Collected data entries

━━━

//! PostgreSQL implementation of the repository seam.
//!
//! Every query goes through [`RoutedPools`], so the failover router
//! picks the replica per operation. `persist_reservation` is the one
//! multi-statement transaction: reservation, line snapshots, and the
//! cart clear commit or roll back together.

use async_trait::async_trait;
use chrono::{DateTime, NaiveDate, Utc};
use rust_decimal::Decimal;

use super::models::{
    BankAccount, CartLine, CatalogItem, Customer, NewReservation, NewReservationLine, Reservation,
    ReservationLine, SlotAvailability, TimeSlot,
};
use super::repo::BookingRepo;
use crate::db::RoutedPools;
use crate::domain::{ItemKind, PaymentMethod, ReservationState};
use crate::error::BookingError;

/// Cart line columns with the joined item name, shared by every cart query.
const CART_LINE_SELECT: &str = "SELECT cl.id, cl.cart_id, cl.service_id, cl.bundle_id, \
     cl.promotion_id, COALESCE(s.name, b.name, p.name, '') AS item_name, cl.quantity, \
     cl.unit_price \
     FROM cart_lines cl \
     JOIN carts c ON c.id = cl.cart_id \
     LEFT JOIN services s ON s.id = cl.service_id \
     LEFT JOIN bundles b ON b.id = cl.bundle_id \
     LEFT JOIN promotions p ON p.id = cl.promotion_id";

/// PostgreSQL-backed [`BookingRepo`] over the routed pools.
#[derive(Debug, Clone)]
pub struct PgBookingRepo {
    pools: RoutedPools,
}

impl PgBookingRepo {
    /// Creates the repository.
    #[must_use]
    pub fn new(pools: RoutedPools) -> Self {
        Self { pools }
    }

    /// Foreign-key column for an item kind in the line tables.
    const fn item_column(kind: ItemKind) -> &'static str {
        match kind {
            ItemKind::Service => "service_id",
            ItemKind::Bundle => "bundle_id",
            ItemKind::Promotion => "promotion_id",
        }
    }
}

#[async_trait]
impl BookingRepo for PgBookingRepo {
    async fn customer(&self, customer_id: i64) -> Result<Customer, BookingError> {
        sqlx::query_as::<_, Customer>(
            "SELECT id, first_name, last_name, email, phone, active FROM customers WHERE id = $1",
        )
        .bind(customer_id)
        .fetch_optional(self.pools.read().await)
        .await?
        .ok_or(BookingError::CustomerNotFound(customer_id))
    }

    async fn catalog_item(&self, kind: ItemKind, item_id: i64) -> Result<CatalogItem, BookingError> {
        let sql = match kind {
            ItemKind::Service => {
                "SELECT name, base_price FROM services WHERE id = $1 AND available"
            }
            ItemKind::Bundle => "SELECT name, price FROM bundles WHERE id = $1 AND active",
            ItemKind::Promotion => "SELECT name, price FROM promotions WHERE id = $1 AND active",
        };
        let row: Option<(String, Decimal)> = sqlx::query_as(sql)
            .bind(item_id)
            .fetch_optional(self.pools.read().await)
            .await?;
        row.map(|(name, unit_price)| CatalogItem { name, unit_price })
            .ok_or(BookingError::ItemNotFound { kind, id: item_id })
    }

    async fn add_cart_line(
        &self,
        customer_id: i64,
        kind: ItemKind,
        item_id: i64,
        quantity: i32,
        unit_price: Decimal,
    ) -> Result<CartLine, BookingError> {
        let pool = self.pools.write().await;
        let mut tx = pool.begin().await?;

        let cart_id: i64 = sqlx::query_scalar(
            "INSERT INTO carts (customer_id) VALUES ($1) \
             ON CONFLICT (customer_id) DO UPDATE SET updated_at = now() \
             RETURNING id",
        )
        .bind(customer_id)
        .fetch_one(&mut *tx)
        .await?;

        let column = Self::item_column(kind);
        let existing: Option<i64> = sqlx::query_scalar(&format!(
            "SELECT id FROM cart_lines WHERE cart_id = $1 AND {column} = $2"
        ))
        .bind(cart_id)
        .bind(item_id)
        .fetch_optional(&mut *tx)
        .await?;

        let line_id: i64 = match existing {
            Some(id) => {
                sqlx::query_scalar(
                    "UPDATE cart_lines SET quantity = quantity + $2, unit_price = $3 \
                     WHERE id = $1 RETURNING id",
                )
                .bind(id)
                .bind(quantity)
                .bind(unit_price)
                .fetch_one(&mut *tx)
                .await?
            }
            None => {
                sqlx::query_scalar(&format!(
                    "INSERT INTO cart_lines (cart_id, {column}, quantity, unit_price) \
                     VALUES ($1, $2, $3, $4) RETURNING id"
                ))
                .bind(cart_id)
                .bind(item_id)
                .bind(quantity)
                .bind(unit_price)
                .fetch_one(&mut *tx)
                .await?
            }
        };

        tx.commit().await?;

        let sql = format!("{CART_LINE_SELECT} WHERE cl.id = $1");
        Ok(sqlx::query_as::<_, CartLine>(&sql)
            .bind(line_id)
            .fetch_one(self.pools.read().await)
            .await?)
    }

    async fn cart_lines(&self, customer_id: i64) -> Result<Vec<CartLine>, BookingError> {
        let sql = format!("{CART_LINE_SELECT} WHERE c.customer_id = $1 ORDER BY cl.id");
        Ok(sqlx::query_as::<_, CartLine>(&sql)
            .bind(customer_id)
            .fetch_all(self.pools.read().await)
            .await?)
    }

    async fn slot_for_date(&self, date: NaiveDate) -> Result<Option<TimeSlot>, BookingError> {
        Ok(sqlx::query_as::<_, TimeSlot>(
            "SELECT id, slot_date, starts_at, ends_at, available, capacity \
             FROM time_slots WHERE slot_date = $1 AND available \
             ORDER BY starts_at LIMIT 1",
        )
        .bind(date)
        .fetch_optional(self.pools.read().await)
        .await?)
    }

    async fn slot(&self, slot_id: i64) -> Result<TimeSlot, BookingError> {
        sqlx::query_as::<_, TimeSlot>(
            "SELECT id, slot_date, starts_at, ends_at, available, capacity \
             FROM time_slots WHERE id = $1",
        )
        .bind(slot_id)
        .fetch_optional(self.pools.read().await)
        .await?
        .ok_or(BookingError::SlotNotFound(slot_id))
    }

    async fn open_slots(&self, date: NaiveDate) -> Result<Vec<SlotAvailability>, BookingError> {
        Ok(sqlx::query_as::<_, SlotAvailability>(
            "SELECT ts.id, ts.slot_date, ts.starts_at, ts.ends_at, ts.capacity, \
                    COUNT(r.id) FILTER (WHERE r.state IN ('PENDING','APPROVED')) AS booked \
             FROM time_slots ts \
             LEFT JOIN reservations r ON r.slot_id = ts.id \
             WHERE ts.slot_date = $1 AND ts.available \
             GROUP BY ts.id, ts.slot_date, ts.starts_at, ts.ends_at, ts.capacity \
             HAVING COUNT(r.id) FILTER (WHERE r.state IN ('PENDING','APPROVED')) < ts.capacity \
             ORDER BY ts.starts_at",
        )
        .bind(date)
        .fetch_all(self.pools.read().await)
        .await?)
    }

    async fn active_reservation_on(&self, date: NaiveDate) -> Result<bool, BookingError> {
        Ok(sqlx::query_scalar::<_, bool>(
            "SELECT EXISTS(SELECT 1 FROM reservations \
             WHERE event_date = $1 AND state IN ('PENDING','APPROVED'))",
        )
        .bind(date)
        .fetch_one(self.pools.read().await)
        .await?)
    }

    async fn persist_reservation(
        &self,
        reservation: &NewReservation,
        lines: &[NewReservationLine],
        empty_cart_for: Option<i64>,
    ) -> Result<i64, BookingError> {
        let pool = self.pools.write().await;
        let mut tx = pool.begin().await?;

        let reservation_id: i64 = sqlx::query_scalar(
            "INSERT INTO reservations (customer_id, slot_id, code, event_date, starts_at, \
             event_address, special_notes, subtotal, tax, total, state) \
             VALUES ($1, $2, $3, $4, $5, $6, $7, $8, $9, $10, 'PENDING') \
             RETURNING id",
        )
        .bind(reservation.customer_id)
        .bind(reservation.slot_id)
        .bind(&reservation.code)
        .bind(reservation.event_date)
        .bind(reservation.starts_at)
        .bind(&reservation.event_address)
        .bind(reservation.special_notes.as_deref())
        .bind(reservation.subtotal)
        .bind(reservation.tax)
        .bind(reservation.total)
        .fetch_one(&mut *tx)
        .await
        .map_err(|e| map_reservation_insert(e, reservation.event_date))?;

        for line in lines {
            sqlx::query(
                "INSERT INTO reservation_lines (reservation_id, line_kind, service_id, \
                 bundle_id, promotion_id, item_name, quantity, unit_price, line_subtotal) \
                 VALUES ($1, $2, $3, $4, $5, $6, $7, $8, $9)",
            )
            .bind(reservation_id)
            .bind(line.kind.db_code())
            .bind(line.service_id)
            .bind(line.bundle_id)
            .bind(line.promotion_id)
            .bind(&line.item_name)
            .bind(line.quantity)
            .bind(line.unit_price)
            .bind(line.line_subtotal)
            .execute(&mut *tx)
            .await?;
        }

        if let Some(customer_id) = empty_cart_for {
            sqlx::query(
                "DELETE FROM cart_lines USING carts \
                 WHERE cart_lines.cart_id = carts.id AND carts.customer_id = $1",
            )
            .bind(customer_id)
            .execute(&mut *tx)
            .await?;
        }

        tx.commit().await?;
        Ok(reservation_id)
    }

    async fn reservation(&self, reservation_id: i64) -> Result<Reservation, BookingError> {
        sqlx::query_as::<_, Reservation>("SELECT * FROM reservations WHERE id = $1")
            .bind(reservation_id)
            .fetch_optional(self.pools.read().await)
            .await?
            .ok_or_else(|| BookingError::ReservationNotFound(reservation_id.to_string()))
    }

    async fn reservation_by_code(&self, code: &str) -> Result<Reservation, BookingError> {
        sqlx::query_as::<_, Reservation>("SELECT * FROM reservations WHERE code = $1")
            .bind(code)
            .fetch_optional(self.pools.read().await)
            .await?
            .ok_or_else(|| BookingError::ReservationNotFound(code.to_string()))
    }

    async fn reservation_lines(
        &self,
        reservation_id: i64,
    ) -> Result<Vec<ReservationLine>, BookingError> {
        Ok(sqlx::query_as::<_, ReservationLine>(
            "SELECT id, reservation_id, line_kind, item_name, quantity, unit_price, \
             line_subtotal FROM reservation_lines WHERE reservation_id = $1 ORDER BY id",
        )
        .bind(reservation_id)
        .fetch_all(self.pools.read().await)
        .await?)
    }

    async fn transaction_id_taken(
        &self,
        transaction_id: &str,
        exclude: i64,
    ) -> Result<bool, BookingError> {
        Ok(sqlx::query_scalar::<_, bool>(
            "SELECT EXISTS(SELECT 1 FROM reservations \
             WHERE transaction_id = $1 AND id <> $2)",
        )
        .bind(transaction_id)
        .bind(exclude)
        .fetch_one(self.pools.read().await)
        .await?)
    }

    async fn mark_approved(
        &self,
        reservation_id: i64,
        transaction_id: &str,
        confirmed_at: DateTime<Utc>,
    ) -> Result<(), BookingError> {
        let result = sqlx::query(
            "UPDATE reservations SET state = 'APPROVED', transaction_id = $2, \
             confirmed_at = $3 WHERE id = $1",
        )
        .bind(reservation_id)
        .bind(transaction_id)
        .bind(confirmed_at)
        .execute(self.pools.write().await)
        .await
        .map_err(|e| map_transaction_conflict(e, transaction_id))?;

        if result.rows_affected() == 0 {
            return Err(BookingError::ReservationNotFound(reservation_id.to_string()));
        }
        Ok(())
    }

    async fn set_state(
        &self,
        reservation_id: i64,
        state: ReservationState,
    ) -> Result<(), BookingError> {
        let result = sqlx::query("UPDATE reservations SET state = $2 WHERE id = $1")
            .bind(reservation_id)
            .bind(state.as_str())
            .execute(self.pools.write().await)
            .await?;
        if result.rows_affected() == 0 {
            return Err(BookingError::ReservationNotFound(reservation_id.to_string()));
        }
        Ok(())
    }

    async fn set_payment(
        &self,
        reservation_id: i64,
        method: PaymentMethod,
        proof_url: Option<&str>,
        transaction_id: Option<&str>,
    ) -> Result<(), BookingError> {
        let result = sqlx::query(
            "UPDATE reservations SET payment_method = $2, payment_proof_url = $3, \
             transaction_id = $4 WHERE id = $1",
        )
        .bind(reservation_id)
        .bind(method.as_str())
        .bind(proof_url)
        .bind(transaction_id)
        .execute(self.pools.write().await)
        .await
        .map_err(|e| map_transaction_conflict(e, transaction_id.unwrap_or_default()))?;
        if result.rows_affected() == 0 {
            return Err(BookingError::ReservationNotFound(reservation_id.to_string()));
        }
        Ok(())
    }

    async fn active_bank_accounts(&self) -> Result<Vec<BankAccount>, BookingError> {
        Ok(sqlx::query_as::<_, BankAccount>(
            "SELECT id, bank_name, account_holder, account_number, instructions \
             FROM bank_accounts WHERE active ORDER BY id",
        )
        .fetch_all(self.pools.read().await)
        .await?)
    }
}

/// Maps unique violations on the reservation insert to typed conflicts.
fn map_reservation_insert(err: sqlx::Error, event_date: NaiveDate) -> BookingError {
    match constraint_name(&err) {
        Some("reservations_code_key") => BookingError::CodeCollision,
        Some("reservations_active_date_idx") => BookingError::DateAlreadyBooked(event_date),
        _ => err.into(),
    }
}

/// Maps a transaction-id unique violation to the anti-fraud conflict.
fn map_transaction_conflict(err: sqlx::Error, transaction_id: &str) -> BookingError {
    match constraint_name(&err) {
        Some("reservations_transaction_id_idx") => {
            BookingError::DuplicateTransactionId(transaction_id.to_string())
        }
        _ => err.into(),
    }
}

fn constraint_name(err: &sqlx::Error) -> Option<&str> {
    match err {
        sqlx::Error::Database(db) => db.constraint(),
        _ => None,
    }
}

━━━

Within the records above, tally the lines that contain "Maps". Give the total and nothing more.

**Response to the task:**
2